Was fehlte war ein konkretes Nachfragen wie „Was genau ist los? Wie kann ich dir helfen?“. Man hilft, indem man das Gefühl vermittelt, dass man merkt, dass es ernst ist, dass man den anderen ernst nimmt. Uns steht nicht zu, zu urteilen, welche Krise einen Selbstmord wert ist. Wir können nur da sein. Und auf Veränderungen achten – in beide Richtungen, positive und negative. Hinhören und fragen, das ist unser Job als Partner und Freund.
Linas Mann hat gesehen, wie es ihr geht, aber auch er hat die Situation unterschätzt. An – aus seiner Sicht – besseren Tagen, aus Linas Sicht Tagen, an denen sie besser funktionierte, aber mit dem gleichen, schrecklichen Gefühl in sich, da hat ihr Mann sie behandelt wie immer. Lieb halt, wie immer. Er wollte ihr damit das Gefühl geben, dass alles normal ist. Aber für sie war nichts normal.
Und so entstand das Gefühl, der Situation komplett alleine ausgeliefert zu sein. Ihre Angst, dass sie einfach springen würde, um diesem Gefühl der Ohnmacht zu entgehen, war gigantisch. „Ja, ich war ein rohes Ei, ich war wund am ganzen Körper, ich war in die Tiefen meiner Selbst verunsichert und ängstlich. Ich konnte nicht vermitteln, was mit mir passiert. Ich wusste nicht, was ich sagen oder fragen sollte. Jetzt bin ich sehr dankbar, dass ich es irgendwie doch noch geschafft habe, um Hilfe zu bitten und diese auch prompt bekommen habe.
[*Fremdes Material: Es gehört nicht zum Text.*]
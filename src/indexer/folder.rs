//! Folds decoded vault events into the aggregate tables.

use alloy::primitives::{Address, I256, U256};
use sqlx::SqlitePool;
use tracing::{debug, info};

use crate::event::{EventId, VaultEvent, VaultEventKind};
use crate::onchain::ChainError;
use crate::onchain::vault::VaultReader;
use crate::store::metrics::{self, VaultMetrics, share_price};
use crate::store::{InsertOutcome, StoreError, balances, cursor, logs};

#[derive(Debug, thiserror::Error)]
pub enum FoldError {
    #[error(transparent)]
    Store(#[from] StoreError),
    #[error("metrics refresh failed: {0}")]
    MetricsRefresh(#[from] ChainError),
    #[error("metrics snapshot write failed: {0}")]
    MetricsWrite(#[source] StoreError),
    #[error("share amount {shares} of event {event} does not fit a signed 256-bit delta")]
    SharesOutOfRange { event: EventId, shares: U256 },
}

impl FoldError {
    /// The event's transaction rolled back and nothing was written. Skipping
    /// the event would lose it once a later event advances the cursor.
    pub(crate) const fn is_store_failure(&self) -> bool {
        matches!(self, Self::Store(_))
    }
}

impl From<sqlx::Error> for FoldError {
    fn from(error: sqlx::Error) -> Self {
        Self::Store(error.into())
    }
}

#[derive(Debug, Clone, Copy, PartialEq, Eq)]
pub enum FoldOutcome {
    Applied,
    /// The event's key was already stored; nothing changed.
    Duplicate,
}

/// Sole writer of the log and aggregate tables.
///
/// Events must be applied one at a time in the order the source delivers
/// them: balance merges and metrics overwrites are order-dependent.
#[derive(Clone)]
pub struct EventFolder {
    pub(super) pool: SqlitePool,
    pub(super) vaults: VaultReader,
}

impl EventFolder {
    pub fn new(pool: SqlitePool, vaults: VaultReader) -> Self {
        Self { pool, vaults }
    }

    /// Inserts the event's log row, merges its share delta and advances the
    /// cursor in one transaction, then refreshes vault metrics when the
    /// variant calls for it.
    ///
    /// The refresh runs after commit. If it fails the log row and balance
    /// stay written and the snapshot stays stale until the next refresh.
    #[tracing::instrument(
        skip(self, event),
        fields(vault = %event.vault, event_id = %event.id, kind = event.kind.name()),
        level = tracing::Level::DEBUG
    )]
    pub async fn apply(&self, event: &VaultEvent) -> Result<FoldOutcome, FoldError> {
        let mut sql_tx = self.pool.begin().await?;

        if logs::insert_event(&mut sql_tx, event).await? == InsertOutcome::Duplicate {
            sql_tx.rollback().await?;
            debug!("Event already folded, skipping");
            return Ok(FoldOutcome::Duplicate);
        }

        if let Some((owner, delta)) = share_delta(event)? {
            balances::upsert_merge(&mut sql_tx, &owner, &event.vault, delta).await?;
        }

        cursor::advance(&mut sql_tx, event.block_number).await?;
        sql_tx.commit().await?;

        if event.kind.triggers_metrics_refresh() {
            self.refresh_metrics(event.vault).await?;
        }

        Ok(FoldOutcome::Applied)
    }

    /// Re-reads `totalAssets`/`totalSupply` at the current chain head and
    /// overwrites the vault's snapshot.
    ///
    /// The head may already be ahead of the event that triggered the
    /// refresh; the snapshot reflects the head, not the event's block.
    pub async fn refresh_metrics(&self, vault: Address) -> Result<VaultMetrics, FoldError> {
        let totals = self.vaults.totals(vault).await?;
        let head = self.vaults.latest_block().await?;

        let snapshot = VaultMetrics {
            vault,
            total_assets: totals.total_assets,
            total_supply: totals.total_supply,
            share_price: share_price(totals.total_assets, totals.total_supply),
            updated_at_timestamp: head.timestamp,
            updated_at_block: head.number,
        };

        metrics::upsert(&self.pool, &snapshot)
            .await
            .map_err(FoldError::MetricsWrite)?;

        info!(
            %vault,
            block = head.number,
            total_assets = %snapshot.total_assets,
            total_supply = %snapshot.total_supply,
            "Refreshed vault metrics"
        );

        Ok(snapshot)
    }
}

/// Owner and signed share delta for deposits (+) and withdrawals (-).
fn share_delta(event: &VaultEvent) -> Result<Option<(Address, I256)>, FoldError> {
    let (owner, shares, negate) = match &event.kind {
        VaultEventKind::Deposit { owner, shares, .. } => (*owner, *shares, false),
        VaultEventKind::Withdraw { owner, shares, .. } => (*owner, *shares, true),
        _ => return Ok(None),
    };

    let delta = I256::try_from(shares).map_err(|_| FoldError::SharesOutOfRange {
        event: event.id,
        shares,
    })?;

    Ok(Some((owner, if negate { -delta } else { delta })))
}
Bei einem Therapeuten anzurufen, das war sehr schwer. Aber da hat es zum Glück gereicht zu sagen, dass es mir nicht gut geht. Und ich konnte endlich die Verantwortung abgeben.“
Lina hat sich nach außen nicht verändert und so weitergemacht wie bisher. Aber innerlich ist viel passiert. Sie hat in kleinen Schritten akzeptiert, dass Krisen passieren können – auch anfangs scheinbar ohne Grund und völlig aus dem Nichts. Lina ist vorsichtiger mit sich und auch mit Anderen geworden. Und sie hat mit der Zeit verarbeitet, dass ihr Mann und ihre Freunde ihr Bestes gegeben haben, dass niemand in sie hineinschauen konnte, dass niemand erahnen konnte, was da mit ihr passierte. Der Schock, dass sie sich in ihrem schlimmsten Moment von allen verlassen gefühlt hat, sitzt tief. So tief wie der damalige Wunsch, dass jemand mitbekommt, wie verzweifelt sie ist. Sie wird ab jetzt besser hinhören und klarer Hilfe anbieten, denn sie möchte da sein, sollte es jemanden mal so gehen wie ihr.